C'est l'idée de base du blogo: "ce n'est pas une crise économique, mais une crise politique (qui a des manifestations économiques)". Donc tant qu'on n'aura pas changé les structures politiques faillies qui ont permis cette crise (en premier lieu le financement des campagnes), le pays ne pourra pas vraiment repartir. Les américains doivent se réapproprier leur système politique qui est aujourd'hui sous le contrôle exclusif d'intérêts coporatistes*.
Obama pendant la campagne: “I intend to tell the corporate lobbyists that their days of setting the agenda in Washington are over.” Absolument risible.
Amusant(extrait de l'oped): “There is something uniquely depressing about the fact that the National Portrait Gallery’s version of the Barack Obama ‘Hope’ poster previously belonged to a pair of lobbyists.” That’s no joke: It was donated by Tony and Heather Podesta.

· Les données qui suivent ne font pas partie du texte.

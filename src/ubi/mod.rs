//! This module implements extraction of UBI volumes from a raw flash dump.
//!
//! UBI splits the flash into physical eraseblocks ("PEBs"), each of which looks like:
//!
//! ```text
//! +- EC header (64 B) -+--- ... ---+- VID header (64 B) -+--- ... ---+- payload ---------------+
//! | "UBI#", erase cnt, |           | "UBI!", vol_id,     |           | one LEB of the volume,  |
//! | vid_hdr_offset,    |           | lnum, vol_type,     |           | or the volume table for |
//! | data_offset        |           | data_size           |           | the layout volume       |
//! +--------------------+-----------+---------------------+-----------+-------------------------+
//!                      ^ vid_hdr_offset                              ^ data_offset
//! ```
//!
//! The logical eraseblocks ("LEBs") of a volume are spread over PEBs in no particular order, and
//! a dump may not even be PEB-aligned, so extraction happens in two passes:
//! 1. [scan_image] walks the whole dump once, locating every EC header by its magic and parsing
//!    the eraseblock behind it. Eraseblocks that fail to parse are noted and skipped.
//! 2. [extract_volumes] takes the first volume table found, and for every named volume in it,
//!    concatenates that volume's LEB payloads in `lnum` order into a [VolumeSink].

mod block;
mod error;
mod extract;
mod headers;
mod scan;
mod sink;
mod stream;

#[cfg(test)]
mod testimage;

pub use block::{parse_block, BlockContent, ParsedEraseBlock};
pub use error::{Error, Result};
pub use extract::{extract_volumes, plan_volumes, ExtractSummary, LogicalVolume, VolumeReport};
pub use headers::{Ec, Vid, VolTableRecord, VolType, UBI_CRC, UBI_VERSION};
pub use scan::{scan_image, BlockFailure, ScanResult};
pub use sink::{DirSink, MemorySink, VolumeSink};
pub use stream::EbStream;

pub const UBI_EC_HDR_MAGIC: &[u8; 4] = b"UBI#";
pub const UBI_VID_HDR_MAGIC: &[u8; 4] = b"UBI!";

pub const UBI_EC_HDR_SIZE: usize = 64;
pub const UBI_VID_HDR_SIZE: usize = 64;
pub const UBI_VTBL_RECORD_SIZE: usize = 0xAC;

/// The volume ID of the layout volume, which holds the volume table
pub const UBI_LAYOUT_VOLUME_ID: u32 = 0x7FFFEFFF;

/// The number of records in a volume table, and thus the maximum number of volumes
pub const UBI_MAX_VOLUMES: usize = 128;

/// The size of the name field of a volume table record
pub const UBI_VOL_NAME_MAX: usize = 128;
//! Recover the volumes of a UBI image from a raw flash dump.
//!
//! See the [ubi] module for how this works.

pub mod ubi;
pub mod util;
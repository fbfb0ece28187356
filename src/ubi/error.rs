//! Errors produced while locating and decoding eraseblocks.

use std::io;

/// Everything that can go wrong while pulling eraseblocks out of an image.
///
/// Only [Error::Io] is fatal to a scan; the others are local to the one eraseblock being parsed.
#[derive(Debug, thiserror::Error)]
pub enum Error {
    /// Fewer bytes remained in the image than a fixed-size record requires
    #[error("truncated {what}: needed {needed} bytes, only {available} available")]
    Truncated {
        what: &'static str,
        needed: usize,
        available: usize,
    },

    /// The bytes were all there, but their content makes no sense
    #[error("could not decode {what}: {reason}")]
    Decode { what: &'static str, reason: String },

    /// A header-declared offset points backwards, into a header that was already consumed
    #[error("bad {what} {offset:#x}: must be at least {minimum:#x}")]
    Offset {
        what: &'static str,
        offset: u32,
        minimum: u64,
    },

    /// The input source itself failed
    #[error(transparent)]
    Io(#[from] io::Error),
}

impl Error {
    /// Should this error stop the scan, rather than just costing us one eraseblock?
    pub fn is_fatal(&self) -> bool {
        matches!(self, Self::Io(_))
    }

    pub(crate) fn decode(what: &'static str, reason: impl ToString) -> Self {
        Self::Decode {
            what,
            reason: reason.to_string(),
        }
    }
}

pub type Result<T, E = Error> = std::result::Result<T, E>;

#[test]
fn test_fatality() {
    let truncated = Error::Truncated {
        what: "EC header",
        needed: 64,
        available: 3,
    };
    assert!(!truncated.is_fatal());
    assert!(!Error::decode("VID header", "bad magic").is_fatal());
    assert!(Error::from(io::Error::from(io::ErrorKind::PermissionDenied)).is_fatal());

    assert_eq!(
        truncated.to_string(),
        "truncated EC header: needed 64 bytes, only 3 available"
    );
}
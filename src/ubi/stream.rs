//! A buffered, seekable view of a UBI dump, which knows how to find eraseblocks in it.
//!
//! Dumps are frequently not a clean sequence of PEBs: they may come from a raw NAND read with OOB
//! data interleaved, from a partially-erased chip, or with unknown filler between blocks. So
//! rather than stepping in fixed PEB-sized increments, everything here is driven by looking for
//! the EC header magic with a 4-byte window that slides one byte at a time.

use super::error::{Error, Result};
use super::UBI_EC_HDR_MAGIC;
use crate::util::ReadExt;

use std::io::{self, BufRead, BufReader, Read, Seek};

const MAGIC_LEN: usize = UBI_EC_HDR_MAGIC.len();

/// A 4-byte window over the most recently read bytes
#[derive(Debug, Default)]
struct Window {
    bytes: [u8; MAGIC_LEN],
    filled: usize,
}

impl Window {
    /// Shift `byte` in from the right, returning whatever fell out of the left
    fn push(&mut self, byte: u8) -> Option<u8> {
        let evicted = (self.filled == MAGIC_LEN).then_some(self.bytes[0]);
        self.bytes.rotate_left(1);
        self.bytes[MAGIC_LEN - 1] = byte;
        self.filled = std::cmp::min(self.filled + 1, MAGIC_LEN);
        evicted
    }

    fn is_magic(&self) -> bool {
        self.filled == MAGIC_LEN && self.bytes == *UBI_EC_HDR_MAGIC
    }

    /// The bytes currently held, oldest first
    fn contents(&self) -> &[u8] {
        &self.bytes[MAGIC_LEN - self.filled..]
    }
}

/// The input side of an extraction: wraps any `Read + Seek` and tracks the cursor position.
pub struct EbStream<R> {
    inner: BufReader<R>,
    pos: u64,
}

impl<R: Read + Seek> EbStream<R> {
    /// Start reading at the current position of `inner`, which is treated as offset 0
    pub fn new(inner: R) -> Self {
        Self {
            inner: BufReader::new(inner),
            pos: 0,
        }
    }

    /// The cursor position, relative to where the stream started
    pub fn position(&self) -> u64 {
        self.pos
    }

    fn next_byte(&mut self) -> io::Result<Option<u8>> {
        let byte = loop {
            match self.inner.fill_buf() {
                Ok(buf) => break buf.first().copied(),
                Err(e) if e.kind() == io::ErrorKind::Interrupted => continue,
                Err(e) => return Err(e),
            }
        };

        if byte.is_some() {
            self.inner.consume(1);
            self.pos += 1;
        }
        Ok(byte)
    }

    /// Move the cursor back by `len` bytes
    fn rewind(&mut self, len: usize) -> io::Result<()> {
        self.inner.seek_relative(-(len as i64))?;
        self.pos -= len as u64;
        Ok(())
    }

    /// Move the cursor to an absolute position (relative to where the stream started)
    pub fn seek_to(&mut self, pos: u64) -> io::Result<()> {
        let delta = i64::try_from(pos)
            .ok()
            .zip(i64::try_from(self.pos).ok())
            .map(|(to, from)| to - from)
            .ok_or_else(|| io::Error::new(io::ErrorKind::InvalidInput, "seek out of range"))?;
        self.inner.seek_relative(delta)?;
        self.pos = pos;
        Ok(())
    }

    /// Skip `len` bytes forward without reading them. Skipping past the end is not an error here;
    /// the next read will come up short instead.
    pub fn skip(&mut self, len: u64) -> io::Result<()> {
        self.seek_to(self.pos.saturating_add(len))
    }

    /// Advance until the cursor sits on the next EC header magic, and return its position.
    ///
    /// The magic itself is left unconsumed. A magic right under the cursor is found immediately.
    /// Returns `None` once fewer than 4 bytes remain without a match.
    pub fn find_magic(&mut self) -> io::Result<Option<u64>> {
        let mut window = Window::default();
        while let Some(byte) = self.next_byte()? {
            window.push(byte);
            if window.is_magic() {
                self.rewind(MAGIC_LEN)?;
                return Ok(Some(self.pos));
            }
        }

        Ok(None)
    }

    /// Read everything up to (but not including) the next EC header magic, or to the end of the
    /// stream if there is no further magic. The magic is left unconsumed.
    ///
    /// This is how a dynamic volume's payload is delimited, since nothing in its headers says
    /// how much of the LEB is in use.
    pub fn read_until_magic(&mut self) -> io::Result<Vec<u8>> {
        let mut data = Vec::new();
        let mut window = Window::default();
        while let Some(byte) = self.next_byte()? {
            data.extend(window.push(byte));
            if window.is_magic() {
                self.rewind(MAGIC_LEN)?;
                return Ok(data);
            }
        }

        // End of stream: whatever is left in the window belongs to the payload too
        data.extend_from_slice(window.contents());
        Ok(data)
    }

    /// Read up to `len` bytes, coming up short only at the end of the stream
    pub fn read_up_to(&mut self, len: usize) -> io::Result<Vec<u8>> {
        // Not preallocated: `len` may come from a corrupt header
        let mut data = Vec::new();
        let result = self.inner.read_to_vec(&mut data, len);

        // Whatever arrived before an error was still consumed
        self.pos += data.len() as u64;
        result.map(|_| data)
    }

    /// Read exactly `len` bytes, failing with [Error::Truncated] if the stream ends first
    pub fn read_record(&mut self, len: usize, what: &'static str) -> Result<Vec<u8>> {
        let data = self.read_up_to(len)?;
        if data.len() < len {
            return Err(Error::Truncated {
                what,
                needed: len,
                available: data.len(),
            });
        }

        Ok(data)
    }
}

#[test]
fn test_find_magic() -> io::Result<()> {
    use std::io::Cursor;

    let mut image = b"UBI#".to_vec();
    image.extend_from_slice(b"UBUBI#");
    image.extend_from_slice(&[0xFF; 1000]);
    image.extend_from_slice(b"UBI!UB#IUBI#");
    image.extend_from_slice(b"UBI");

    let mut stream = EbStream::new(Cursor::new(image));

    // At the very start, and not consumed by finding it
    assert_eq!(stream.find_magic()?, Some(0));
    assert_eq!(stream.find_magic()?, Some(0));

    // After a partial overlap
    stream.skip(1)?;
    assert_eq!(stream.find_magic()?, Some(6));

    stream.skip(1)?;
    assert_eq!(stream.find_magic()?, Some(1018));

    // A trailing partial magic doesn't match
    stream.skip(1)?;
    assert_eq!(stream.find_magic()?, None);

    Ok(())
}

#[test]
fn test_find_many() -> io::Result<()> {
    use std::io::Cursor;

    // Filler of every length from 0 to 40 between markers
    let mut image = Vec::new();
    let mut expected = Vec::new();
    for filler in 0..=40usize {
        image.extend((0..filler).map(|x| x as u8));
        expected.push(image.len() as u64);
        image.extend_from_slice(b"UBI#");
    }

    let mut stream = EbStream::new(Cursor::new(image));
    let mut found = Vec::new();
    while let Some(pos) = stream.find_magic()? {
        found.push(pos);
        stream.skip(1)?;
    }
    assert_eq!(found, expected);

    Ok(())
}

#[test]
fn test_read_until_magic() -> io::Result<()> {
    use std::io::Cursor;

    let mut stream = EbStream::new(Cursor::new(b"abcdeUBIUBI#fghUBI#xy".to_vec()));
    assert_eq!(stream.read_until_magic()?, b"abcdeUBI");
    assert_eq!(stream.position(), 8);

    stream.skip(4)?;
    assert_eq!(stream.read_until_magic()?, b"fgh");
    assert_eq!(stream.position(), 15);

    // No further magic: the rest of the stream, including a short tail, is the payload
    stream.skip(4)?;
    assert_eq!(stream.read_until_magic()?, b"xy");
    assert_eq!(stream.position(), 21);
    assert_eq!(stream.read_until_magic()?, b"");

    Ok(())
}

#[test]
fn test_read_record() -> Result<()> {
    use std::io::Cursor;

    let mut stream = EbStream::new(Cursor::new(vec![0xAA; 100]));
    assert_eq!(stream.read_record(64, "test")?, vec![0xAA; 64]);
    assert!(matches!(
        stream.read_record(64, "test"),
        Err(Error::Truncated {
            needed: 64,
            available: 36,
            ..
        })
    ));
    assert_eq!(stream.position(), 100);

    Ok(())
}

#[test]
fn test_read_error_position() -> io::Result<()> {
    use std::io::{Cursor, SeekFrom};

    /// Fails every read past offset 100
    struct Flaky(Cursor<Vec<u8>>);

    impl Read for Flaky {
        fn read(&mut self, buf: &mut [u8]) -> io::Result<usize> {
            let pos = self.0.position();
            if pos >= 100 {
                return Err(io::Error::new(io::ErrorKind::Other, "bad sector"));
            }
            let len = std::cmp::min(buf.len() as u64, 100 - pos) as usize;
            self.0.read(&mut buf[..len])
        }
    }

    impl Seek for Flaky {
        fn seek(&mut self, pos: SeekFrom) -> io::Result<u64> {
            self.0.seek(pos)
        }
    }

    let mut stream = EbStream::new(Flaky(Cursor::new(vec![0xAA; 1000])));
    stream.skip(30)?;
    assert!(matches!(
        stream.read_record(200, "test"),
        Err(Error::Io(_))
    ));

    // The 70 bytes before the error were consumed
    assert_eq!(stream.position(), 100);
    assert!(stream.read_up_to(10).is_err());
    assert_eq!(stream.position(), 100);

    Ok(())
}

* Nous en sommes à des années lumières. Quelle que soit la sévérité de la crise, ce processus de remise en cause du système politique va prendre des années. La politique est associée à l'argent d'une manière complètement automatique dans l'esprit des américains. Si vous annoncez que vous vous présentez quelque part, on va vous demander quel est votre budget plutôt que vos idées. La jurisprudence (en voie d'élargissement - un cas important va se décider bientôt) qui protège le rôle de l'argent en politique se base sur le premier amendement et la "freedom of speech". As American as Apple Pie! Même si c'est fallacieux et que les américains ont fait ces derniers temps peu de cas des garanties constitutionnelles en général, cela montre que ce système s'est construit une légitimité. Beaucoup d'américains ont identifié le financement de la politique comme un énorme problème mais les solutions éventuelles n'en sont même pas au stade de la formulation. "Long, hard slog" en perspective (c'est le commentaire que Rumsfeld avait fait sur l'Irak en octobre 2003).